Los ojos negros que Durand fijó en su hijo mostraban una locura salvaje, y su voz cruda sonó más amenazante que nunca cuando susurró:
—Asesinaste a tu propia sangre. Mi hermano estaba en ese castillo.
—Entonces fuiste tú quien asesinaste a tu propia sangre, porque no fui yo quien lo envió a una trampa mortal —replicó Carlos con una voz tan letal y tan suave como la de Durand.
Entonces Durand y Carlos eran padre e hijo. Gabrielle se sintió enferma.
Durand había sido el monstruo de sus pesadillas durante años. En la habitación reinaba un silencio rotundo, que hacía pensar que el mundo se había detenido, congelándose en aquel mismo momento.
Después de una larga y tensa quietud, Durand pareció recobrar su compostura y preguntó con tono exigente:
—¿Quién es Espejismo?
—Te lo diré en cuanto María llame comunicando que han subido al avión —repitió Carlos sin mirar a nadie.
A Gabrielle le dolía el pecho como si le hubieran arrancado el corazón. ¿Cómo podría ser Carlos el hombre que ella amaba?
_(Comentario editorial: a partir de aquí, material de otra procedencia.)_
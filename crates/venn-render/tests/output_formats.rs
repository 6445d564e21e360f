use std::fs;
use std::path::Path;

use venn_core::{count_regions, IndicatorColumn, SetCollection, VennError};
use venn_render::{write_figure, OutputFormat, StyleConfig};

fn two_way() -> venn_core::RegionCountMap {
    let sets = SetCollection::new(vec![
        IndicatorColumn::new("GATK", vec![true, true, false]),
        IndicatorColumn::new("FreeBayes", vec![false, true, true]),
    ])
    .unwrap();
    count_regions(&sets).unwrap()
}

#[test]
fn svg_written_into_new_directory() {
    let temp = tempfile::tempdir().expect("tmp dir");
    let path = temp.path().join("figures").join("venn.SVG");
    write_figure(&path, &two_way(), &StyleConfig::default()).expect("write");
    let contents = fs::read_to_string(&path).expect("read back");
    assert!(contents.starts_with("<svg"));
    assert!(contents.contains(">GATK</text>"));
}

fn small_style() -> StyleConfig {
    StyleConfig {
        figsize: [2.0, 1.5],
        dpi: 40,
        ..StyleConfig::default()
    }
}

#[test]
fn formats_follow_extension() {
    for (name, format) in [
        ("venn.svg", OutputFormat::Svg),
        ("venn.PNG", OutputFormat::Png),
        ("venn.jpg", OutputFormat::Jpeg),
        ("venn.jpeg", OutputFormat::Jpeg),
        ("venn.tiff", OutputFormat::Tiff),
        ("venn.pdf", OutputFormat::Pdf),
        ("venn.eps", OutputFormat::Eps),
    ] {
        assert_eq!(OutputFormat::from_path(Path::new(name)).unwrap(), format, "{name}");
    }
}

#[test]
fn png_is_sized_from_figsize_and_dpi() {
    let temp = tempfile::tempdir().expect("tmp dir");
    let path = temp.path().join("plots").join("venn.png");
    write_figure(&path, &two_way(), &small_style()).expect("write png");
    let bytes = fs::read(&path).expect("read back");
    assert!(bytes.starts_with(b"\x89PNG\r\n\x1a\n"));
    assert_eq!(image::image_dimensions(&path).expect("png header"), (80, 60));
}

#[test]
fn jpeg_and_tiff_decode_at_canvas_size() {
    let temp = tempfile::tempdir().expect("tmp dir");
    for name in ["venn.jpg", "venn.tiff"] {
        let path = temp.path().join(name);
        write_figure(&path, &two_way(), &small_style()).expect("write raster");
        let decoded = image::open(&path).expect("decode");
        assert_eq!((decoded.width(), decoded.height()), (80, 60), "{name}");
    }
}

#[test]
fn pdf_and_eps_are_paged_documents() {
    let temp = tempfile::tempdir().expect("tmp dir");
    let pdf = temp.path().join("venn.pdf");
    write_figure(&pdf, &two_way(), &small_style()).expect("write pdf");
    assert!(fs::read(&pdf).expect("read pdf").starts_with(b"%PDF-"));

    let eps = temp.path().join("venn.eps");
    write_figure(&eps, &two_way(), &small_style()).expect("write eps");
    let text = fs::read_to_string(&eps).expect("read eps");
    assert!(text.starts_with("%!PS-Adobe-3.0 EPSF-3.0"));
    assert!(text.contains("%%BoundingBox: 0 0 144 108"));
    assert!(text.contains("80 60 8 [80 0 0 -60 0 60]"));
}

#[test]
fn invalid_style_writes_nothing() {
    let temp = tempfile::tempdir().expect("tmp dir");
    let path = temp.path().join("venn.png");
    let style = StyleConfig {
        alpha: 3.0,
        ..small_style()
    };
    let err = write_figure(&path, &two_way(), &style).unwrap_err();
    assert!(matches!(err, VennError::Style(_)));
    assert!(!path.exists());
}

#[test]
fn unknown_extension_is_an_error() {
    let err = OutputFormat::from_path(Path::new("venn.txt")).unwrap_err();
    assert_eq!(err.info().code, "venn_render.unknown_format");
}

#[test]
fn style_yaml_overrides_defaults() {
    let yaml = "alpha: 0.8\noutline: dotted\nlabel_font:\n  size: 20\n  family: Times New Roman\n  style: bold\ncolors: ['red', 'steelblue4', '#000000']\n";
    let style = StyleConfig::from_yaml_str(yaml).expect("parse");
    assert_eq!(style.alpha, 0.8);
    assert_eq!(style.label_font.size, 20.0);
    assert_eq!(style.number_font.size, 12.0);
    assert_eq!(style.fill_color(1), "#36648B");
    assert_eq!(style.dpi, 300);

    let bad = StyleConfig::from_yaml_str("dpi: 0\n").unwrap_err();
    assert!(matches!(bad, VennError::Style(_)));
}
Había matado a gente inocente con una bomba. A mujeres. A su madre.
Su cerebro gritaba por encontrar argumentos en su favor. Él no podía ser esa persona. Él nunca haría daño a una mujer ni mataría sin razón. Pero él mismo lo había admitido. Su tía lo había reconocido. ¿Realmente él confiaba en su tía?
¿Carlos se estaba ahora preocupando por su seguridad o solo le estaba dando a Gabrielle una ventaja antes de decirle a Durand que ella era Espejismo?
La cabeza le latía con fuerza ante el intento de asimilar lo inconcebible: que había intimado con el hombre que le había arrebatado la vida a su madre. Que se había enamorado de un verdadero espejismo. El corazón le sangraba como si tuviera mil cortes. Aquel era el hombre que había jurado que no permitiría que nadie la hiriera.
Suponía que Carlos no se había incluido a sí mismo en la lista de posibles amenazas.
—No estás en posición de negociar, Alejandro —le advirtió Durand en un tono letal.
—Por eso pedí que estuviera aquí María —dijo Carlos, estoico ante la idea de enfrentarse a una muerte segura. No miraría a Gabrielle. Su mirada aterrizó sobre su padre y allí se quedó.
Durand no estaba satisfecho con la posición en la que se hallaba, pero ya no podía echarse atrás respecto al trato. Gabrielle había aprendido de Ferdinand que el poder de Durand residía en la fuerza de su palabra.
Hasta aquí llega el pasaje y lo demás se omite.